As to hull slap, I read in an older post about draping a towel over the bow. I do that on my SUP, tie it off and roll it up on the bow. When I get to an area that I’m really planning to fish, I roll it over the bow so it drapes over the first 18” or so. Really makes it quiet, but does cause some drag. I drag that wet muddy thing back on the bow when I want to move to another area.

I’ve floated right on top of some suspicious fish. 

Fly fishing from an SUP is a cluster sometimes, but really fun when you get all of the pieces to fall into place.


----------



## hookemdano (Feb 9, 2007)

Outearly said:


> I mothership SUPs with modified fins so I can get through shallow spots. Fly fishing only. It’s great fun and a challenge.

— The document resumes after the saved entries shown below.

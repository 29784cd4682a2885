//! Helpers for driving the router in-process.
#![allow(dead_code)]

use axum::{
    body::{to_bytes, Body},
    http::{HeaderMap, Request, StatusCode},
    Router,
};
use serde_json::Value;
use tower::ServiceExt;

pub struct TestResponse {
    pub status: StatusCode,
    pub headers: HeaderMap,
    pub body: Value,
}

impl TestResponse {
    pub fn content_type(&self) -> &str {
        self.headers
            .get("content-type")
            .and_then(|v| v.to_str().ok())
            .unwrap_or("")
    }
}

/// Send a request with an optional raw body. No `Content-Type` is set.
pub async fn send(app: &Router, method: &str, uri: &str, body: Option<&str>) -> TestResponse {
    let request = Request::builder()
        .method(method)
        .uri(uri)
        .body(body.map(|b| Body::from(b.to_string())).unwrap_or_else(Body::empty))
        .unwrap();
    let response = app.clone().oneshot(request).await.unwrap();
    let status = response.status();
    let headers = response.headers().clone();
    let bytes = to_bytes(response.into_body(), usize::MAX).await.unwrap();
    let body = if bytes.is_empty() {
        Value::Null
    } else {
        serde_json::from_slice(&bytes).unwrap()
    };
    TestResponse { status, headers, body }
}

pub async fn send_json(app: &Router, method: &str, uri: &str, body: Value) -> TestResponse {
    send(app, method, uri, Some(&body.to_string())).await
}

pub async fn create_programmer(app: &Router, body: Value) -> TestResponse {
    let response = send_json(app, "POST", "/api/programmers", body).await;
    assert_eq!(response.status, StatusCode::CREATED, "{}", response.body);
    response
}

Interested in your shallow water skeg. That’s been something I’ve wanted to change on my 12hd. I can get shallower w my 18’ skiff than I can w my paddleboard.


----------



## Outearly (Oct 20, 2015)

I’ll take a picture tonight- it’s ugly but works


----------



## kbanashek (Apr 5, 2017)

I've swapped out mine as well, this is what I use or can be accomplished with a dremel.

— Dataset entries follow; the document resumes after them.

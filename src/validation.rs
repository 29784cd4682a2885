//! Binding and validation of programmer write payloads.

use crate::error::AppError;
use crate::model::ProgrammerChanges;
use serde_json::{Map, Value};
use std::collections::BTreeMap;

/// Field name -> messages, only for fields that failed.
pub type FieldErrors = BTreeMap<String, Vec<String>>;

pub const NICKNAME_REQUIRED: &str = "Please enter a clever nickname";
pub const NICKNAME_TAKEN: &str = "A programmer with that nickname already exists";
pub const INVALID_VALUE: &str = "This value is not valid.";

const AVATAR_RANGE: std::ops::RangeInclusive<i64> = 1..=6;

/// How missing fields are treated.
#[derive(Clone, Copy, Debug, PartialEq, Eq)]
pub enum SubmitMode {
    /// POST: nickname required, missing fields take their defaults.
    Create,
    /// PUT: missing fields reset to their defaults.
    Replace,
    /// PATCH: missing fields are left as they are.
    Patch,
}

impl SubmitMode {
    fn clears_missing(self) -> bool {
        !matches!(self, SubmitMode::Patch)
    }
}

/// A bound payload with every error found, not just the first one.
#[derive(Debug, Default)]
pub struct Submission {
    nickname: Option<String>,
    changes: ProgrammerChanges,
    errors: FieldErrors,
}

impl Submission {
    /// Bind `body` to the writable fields. `nickname` is only read on create and
    /// `powerLevel` is never read.
    pub fn bind(body: &Map<String, Value>, mode: SubmitMode) -> Self {
        let mut submission = Submission::default();
        let clear_missing = mode.clears_missing();

        if mode == SubmitMode::Create {
            match body.get("nickname").and_then(Value::as_str) {
                Some(s) if !s.trim().is_empty() => submission.nickname = Some(s.to_string()),
                _ => submission.add_error("nickname", NICKNAME_REQUIRED),
            }
        }

        match body.get("avatarNumber") {
            Some(v) => match avatar_number(v) {
                Ok(n) => submission.changes.avatar_number = Some(n),
                Err(()) => submission.add_error("avatarNumber", INVALID_VALUE),
            },
            None if clear_missing => submission.changes.avatar_number = Some(None),
            None => {}
        }

        match body.get("tagLine") {
            Some(Value::Null) => submission.changes.tag_line = Some(None),
            Some(Value::String(s)) => submission.changes.tag_line = Some(Some(s.clone())),
            Some(_) => submission.add_error("tagLine", INVALID_VALUE),
            None if clear_missing => submission.changes.tag_line = Some(None),
            None => {}
        }

        submission
    }

    pub fn nickname(&self) -> Option<&str> {
        self.nickname.as_deref()
    }

    pub fn add_error(&mut self, field: &str, message: &str) {
        self.errors
            .entry(field.to_string())
            .or_default()
            .push(message.to_string());
    }

    pub fn is_valid(&self) -> bool {
        self.errors.is_empty()
    }

    pub fn errors(&self) -> &FieldErrors {
        &self.errors
    }

    /// Nickname and initial values of a valid create submission.
    pub fn into_create(mut self) -> Result<(String, ProgrammerChanges), AppError> {
        match self.nickname.take() {
            Some(nickname) if self.errors.is_empty() => Ok((nickname, self.changes)),
            Some(_) => Err(AppError::Validation(self.errors)),
            None => {
                if !self.errors.contains_key("nickname") {
                    self.add_error("nickname", NICKNAME_REQUIRED);
                }
                Err(AppError::Validation(self.errors))
            }
        }
    }

    pub fn into_changes(self) -> Result<ProgrammerChanges, AppError> {
        if self.errors.is_empty() {
            Ok(self.changes)
        } else {
            Err(AppError::Validation(self.errors))
        }
    }
}

/// Integers and integer strings in 1..=6; null clears.
fn avatar_number(v: &Value) -> Result<Option<i32>, ()> {
    let n = match v {
        Value::Null => return Ok(None),
        Value::Number(n) => n.as_i64(),
        Value::String(s) => s.trim().parse::<i64>().ok(),
        _ => None,
    };
    match n {
        Some(n) if AVATAR_RANGE.contains(&n) => i32::try_from(n).map(Some).map_err(|_| ()),
        _ => Err(()),
    }
}
//! Programmer and user records, plus the client-facing representation.

use serde::{Deserialize, Serialize};

#[derive(Clone, Debug, PartialEq, Eq, sqlx::FromRow)]
pub struct User {
    pub id: i64,
    pub username: String,
}

#[derive(Clone, Debug, PartialEq, Eq, sqlx::FromRow)]
pub struct Programmer {
    pub id: i64,
    pub nickname: String,
    pub avatar_number: Option<i32>,
    pub tag_line: Option<String>,
    pub power_level: i32,
    pub user_id: i64,
}

/// Row to insert; `power_level` starts at zero.
#[derive(Clone, Debug, PartialEq, Eq)]
pub struct NewProgrammer {
    pub nickname: String,
    pub avatar_number: Option<i32>,
    pub tag_line: Option<String>,
    pub user_id: i64,
}

/// Writable fields of an update. `None` leaves the field untouched,
/// `Some(None)` clears it.
#[derive(Clone, Debug, Default, PartialEq, Eq)]
pub struct ProgrammerChanges {
    pub avatar_number: Option<Option<i32>>,
    pub tag_line: Option<Option<String>>,
}

impl Programmer {
    pub fn apply(&mut self, changes: ProgrammerChanges) {
        if let Some(avatar_number) = changes.avatar_number {
            self.avatar_number = avatar_number;
        }
        if let Some(tag_line) = changes.tag_line {
            self.tag_line = tag_line;
        }
    }
}

impl NewProgrammer {
    pub fn new(nickname: String, changes: ProgrammerChanges, owner: &User) -> Self {
        NewProgrammer {
            nickname,
            avatar_number: changes.avatar_number.flatten(),
            tag_line: changes.tag_line.flatten(),
            user_id: owner.id,
        }
    }
}

#[derive(Clone, Debug, PartialEq, Eq, Serialize, Deserialize)]
#[serde(rename_all = "camelCase")]
pub struct ProgrammerRepresentation {
    pub nickname: String,
    pub avatar_number: Option<i32>,
    pub power_level: i32,
    pub tag_line: Option<String>,
}

impl From<&Programmer> for ProgrammerRepresentation {
    fn from(p: &Programmer) -> Self {
        ProgrammerRepresentation {
            nickname: p.nickname.clone(),
            avatar_number: p.avatar_number,
            power_level: p.power_level,
            tag_line: p.tag_line.clone(),
        }
    }
}

#[derive(Clone, Debug, Serialize, Deserialize)]
pub struct ProgrammerCollection {
    pub programmers: Vec<ProgrammerRepresentation>,
}
//! Typed errors and HTTP mapping.

use crate::problem::{ApiProblem, InternalMessage, ProblemType};
use crate::validation::FieldErrors;
use axum::{
    http::StatusCode,
    response::{IntoResponse, Response},
};
use thiserror::Error;

#[derive(Error, Debug)]
pub enum ConfigError {
    #[error("invalid value for {key}: '{value}' ({reason})")]
    Invalid {
        key: &'static str,
        value: String,
        reason: String,
    },
}

#[derive(Error, Debug)]
pub enum AppError {
    #[error(transparent)]
    Config(#[from] ConfigError),
    #[error("{0}")]
    NotFound(String),
    #[error("validation failed on {} field(s)", .0.len())]
    Validation(FieldErrors),
    #[error("invalid request body: {0}")]
    InvalidBody(String),
    #[error("{message}")]
    Http { status: StatusCode, message: String },
    #[error("database: {0}")]
    Db(#[from] sqlx::Error),
    #[error("internal: {0}")]
    Internal(String),
}

impl AppError {
    pub fn status(&self) -> StatusCode {
        match self {
            AppError::NotFound(_) => StatusCode::NOT_FOUND,
            AppError::Validation(_) | AppError::InvalidBody(_) => StatusCode::BAD_REQUEST,
            AppError::Http { status, .. } => *status,
            AppError::Config(_) | AppError::Db(_) | AppError::Internal(_) => {
                StatusCode::INTERNAL_SERVER_ERROR
            }
        }
    }

    /// Problem for this error as the client sees it. Messages of errors without a
    /// natural HTTP status never appear here.
    pub fn to_problem(&self) -> ApiProblem {
        match self {
            AppError::Validation(errors) => {
                ApiProblem::with_type(StatusCode::BAD_REQUEST, ProblemType::ValidationError)
                    .with("errors", serde_json::to_value(errors).unwrap_or_default())
            }
            AppError::InvalidBody(_) => {
                ApiProblem::with_type(StatusCode::BAD_REQUEST, ProblemType::InvalidRequestBodyFormat)
            }
            AppError::NotFound(message) => ApiProblem::new(StatusCode::NOT_FOUND).with("detail", message.as_str()),
            AppError::Http { status, message } => {
                let problem = ApiProblem::new(*status);
                if message.is_empty() {
                    problem
                } else {
                    problem.with("detail", message.as_str())
                }
            }
            AppError::Config(_) | AppError::Db(_) | AppError::Internal(_) => {
                ApiProblem::new(StatusCode::INTERNAL_SERVER_ERROR)
            }
        }
    }
}

impl IntoResponse for AppError {
    fn into_response(self) -> Response {
        if let AppError::InvalidBody(ref reason) = self {
            tracing::debug!(reason = %reason, "rejected request body");
        }
        let mut response = self.to_problem().into_response();
        if self.status().is_server_error() {
            response
                .extensions_mut()
                .insert(InternalMessage(self.to_string()));
        }
        response
    }
}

After hitting some hidden rocks while sneaking up on fish and almost going ass over teakettle I made the shift. Barely think twice now about scooting across a flat now, but I probably should.

https://www.rei.com/product/153187/...VjZOzCh0e4QfoEAQYBCABEgIorfD_BwE&gclsrc=aw.ds


----------



## kbanashek (Apr 5, 2017)

Outearly said:


> As to hull slap, I read in an older post about draping a towel over the bow. I do that on my SUP, tie it off and roll it up on the bow. When I get to an area that I’m really planning to fish, I roll it over the bow so it drapes over the first 18” or so. Really makes it quiet, but does cause some drag. I drag that wet muddy thing back on the bow when I want to move to another area.
> 
> I’ve floated right on top of some suspicious fish.
> 
> Fly fishing from an SUP is a cluster sometimes, but really fun when you get all of the pieces to fall into place.


If possible, can you post pics or take some next time you're out please? I don't care about drag as long as i can creep up on tailers & rollers in silence. 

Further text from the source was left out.